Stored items
- - -

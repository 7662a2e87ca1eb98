use aliri_braid::braid;
use std::fmt;

macro_rules! limited_reveal {
    ($ty:ty: $hidden:literal, $default:literal) => {
        impl fmt::Debug for $ty {
            fn fmt(&self, f: &mut fmt::Formatter) -> fmt::Result {
                if f.alternate() {
                    f.write_str("\"")?;
                    limited_reveal(&self.0, &mut *f, $default)?;
                    f.write_str("\"")
                } else {
                    f.write_str(concat!("***", $hidden, "***"))
                }
            }
        }

        impl fmt::Display for $ty {
            fn fmt(&self, f: &mut fmt::Formatter) -> fmt::Result {
                if f.alternate() {
                    limited_reveal(&self.0, &mut *f, usize::MAX)
                } else {
                    f.write_str(concat!("***", $hidden, "***"))
                }
            }
        }
    };
}

fn limited_reveal(unprotected: &str, f: &mut fmt::Formatter, default_len: usize) -> fmt::Result {
    let max_len = f.width().unwrap_or(default_len);
    if max_len <= 1 {
        f.write_str("…")
    } else if max_len > unprotected.len() {
        f.write_str(unprotected)
    } else {
        match unprotected.char_indices().nth(max_len - 2) {
            Some((idx, c)) if idx + c.len_utf8() < unprotected.len() => {
                f.write_str(&unprotected[0..idx + c.len_utf8()])?;
                f.write_str("…")
            }
            _ => f.write_str(unprotected),
        }
    }
}

/// A client ID registered with the token issuer
#[braid(serde)]
pub struct ClientId;

/// A client secret registered with the token issuer
#[braid(serde, debug = "owned", display = "owned")]
pub struct ClientSecret;

limited_reveal!(ClientSecretRef: "CLIENT SECRET", 5);

/// An access token, sent as the credential on outgoing requests
#[braid(serde, debug = "owned", display = "owned")]
pub struct AccessToken;

limited_reveal!(AccessTokenRef: "ACCESS TOKEN", 15);

/// A refresh token, exchanged with the issuer for a new access token
#[braid(serde, debug = "owned", display = "owned")]
pub struct RefreshToken;

limited_reveal!(RefreshTokenRef: "REFRESH TOKEN", 5);

/// The authorization scheme of an access token, such as `Bearer`
#[braid(serde)]
pub struct TokenType;

impl TokenType {
    /// The `Bearer` scheme, assumed when the issuer does not name one
    pub fn bearer() -> Self {
        Self::from_static("Bearer")
    }
}

impl Default for TokenType {
    fn default() -> Self {
        Self::bearer()
    }
}

#[cfg(test)]
mod tests {
    use super::*;

    #[test]
    fn secrets_are_hidden_by_default() {
        let token = AccessToken::from_static("eyJhbGciOiJub25lIn0.e30.sig");
        assert_eq!(format!("{}", token), "***ACCESS TOKEN***");
        assert_eq!(format!("{:?}", token), "***ACCESS TOKEN***");

        let refresh = RefreshToken::from_static("very-secret-refresh");
        assert_eq!(format!("{:?}", refresh), "***REFRESH TOKEN***");
    }

    #[test]
    fn alternate_debug_reveals_a_bounded_prefix() {
        let secret = ClientSecret::from_static("abcdefghij");
        assert_eq!(format!("{:#?}", secret), "\"abcd…\"");
        assert_eq!(format!("{:#}", secret), "abcdefghij");
    }

    #[test]
    fn token_type_defaults_to_bearer() {
        assert_eq!(TokenType::default().as_str(), "Bearer");
    }
}
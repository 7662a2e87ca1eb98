use std::sync::Arc;

use thiserror::Error;
use tokio::sync::watch;

use crate::Credential;

/// A subscription to refresh notifications from a [`RefreshCoordinator`][crate::RefreshCoordinator]
///
/// Each successful refresh publishes the new credential. Observers holding
/// their own copy of session state can use this to resynchronize it.
/// Only the latest credential is retained, so a slow observer sees the
/// most recent refresh rather than every one.
#[derive(Clone, Debug)]
pub struct RefreshWatcher {
    watcher: watch::Receiver<Option<Arc<Credential>>>,
}

/// The coordinator that published refreshes has been dropped
#[derive(Clone, Copy, Debug, Error)]
#[error("refresh coordinator has quit publishing")]
pub struct RefreshPublisherQuit;

impl RefreshWatcher {
    pub(crate) fn new(watcher: watch::Receiver<Option<Arc<Credential>>>) -> Self {
        Self { watcher }
    }

    /// Waits for the next successful refresh and returns its credential
    ///
    /// Refreshes that completed before this watcher was created, or that were
    /// already returned by an earlier call, are not reported again.
    pub async fn changed(&mut self) -> Result<Arc<Credential>, RefreshPublisherQuit> {
        loop {
            self.watcher
                .changed()
                .await
                .map_err(|_| RefreshPublisherQuit)?;

            if let Some(credential) = self.watcher.borrow_and_update().clone() {
                return Ok(credential);
            }
        }
    }

    /// The credential from the most recent successful refresh, if any
    pub fn latest(&self) -> Option<Arc<Credential>> {
        self.watcher.borrow().clone()
    }
}
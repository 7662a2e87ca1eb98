use std::error;

use thiserror::Error;

/// A boxed error returned by collaborators such as a [`SessionBridge`][crate::SessionBridge]
pub type BoxError = Box<dyn error::Error + Send + Sync + 'static>;

/// An error while attempting to obtain a fresh access token
///
/// A single instance is shared, behind an [`Arc`][std::sync::Arc], by every
/// caller that waited on the same refresh.
#[derive(Debug, Error)]
pub enum RefreshError {
    /// No refresh token is cached and none could be obtained from the session
    #[error("no refresh token available")]
    NoRefreshToken,
    /// The issuer answered the refresh grant with a non-success status
    #[error("issuer rejected refresh with status {status}: {body}")]
    RefreshRequestFailed {
        /// The HTTP status returned by the issuer
        status: u16,
        /// The body of the error response
        body: String,
    },
    /// The refresh request could not be sent or its response could not be read
    #[error("error communicating with issuer")]
    Transport(#[source] BoxError),
    /// The issuer returned a success status with a body that is not a token response
    #[error("error deserializing token body from issuer")]
    MalformedResponse(#[source] serde_json::Error),
    /// The externally managed session could not be retrieved
    #[error("unable to fetch session")]
    SessionFetchFailed(#[source] BoxError),
    /// The task driving the refresh was dropped before the refresh settled
    #[error("refresh was abandoned before completing")]
    Abandoned,
}

impl RefreshError {
    /// Whether this failure means the session can no longer be recovered
    ///
    /// An abandoned refresh says nothing about the credentials and does not
    /// end the session.
    pub fn is_terminal(&self) -> bool {
        !matches!(self, Self::Abandoned)
    }
}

- - -

● What is required
Take the records above and return, word for word, only the lines that fall from the line with "use std::error;" to the line with "from the session", both of them included.

● Reply to the task
use std::error;

use thiserror::Error;

/// A boxed error returned by collaborators such as a [`SessionBridge`][crate::SessionBridge]
pub type BoxError = Box<dyn error::Error + Send + Sync + 'static>;

/// An error while attempting to obtain a fresh access token
///
/// A single instance is shared, behind an [`Arc`][std::sync::Arc], by every
/// caller that waited on the same refresh.
#[derive(Debug, Error)]
pub enum RefreshError {
    /// No refresh token is cached and none could be obtained from the session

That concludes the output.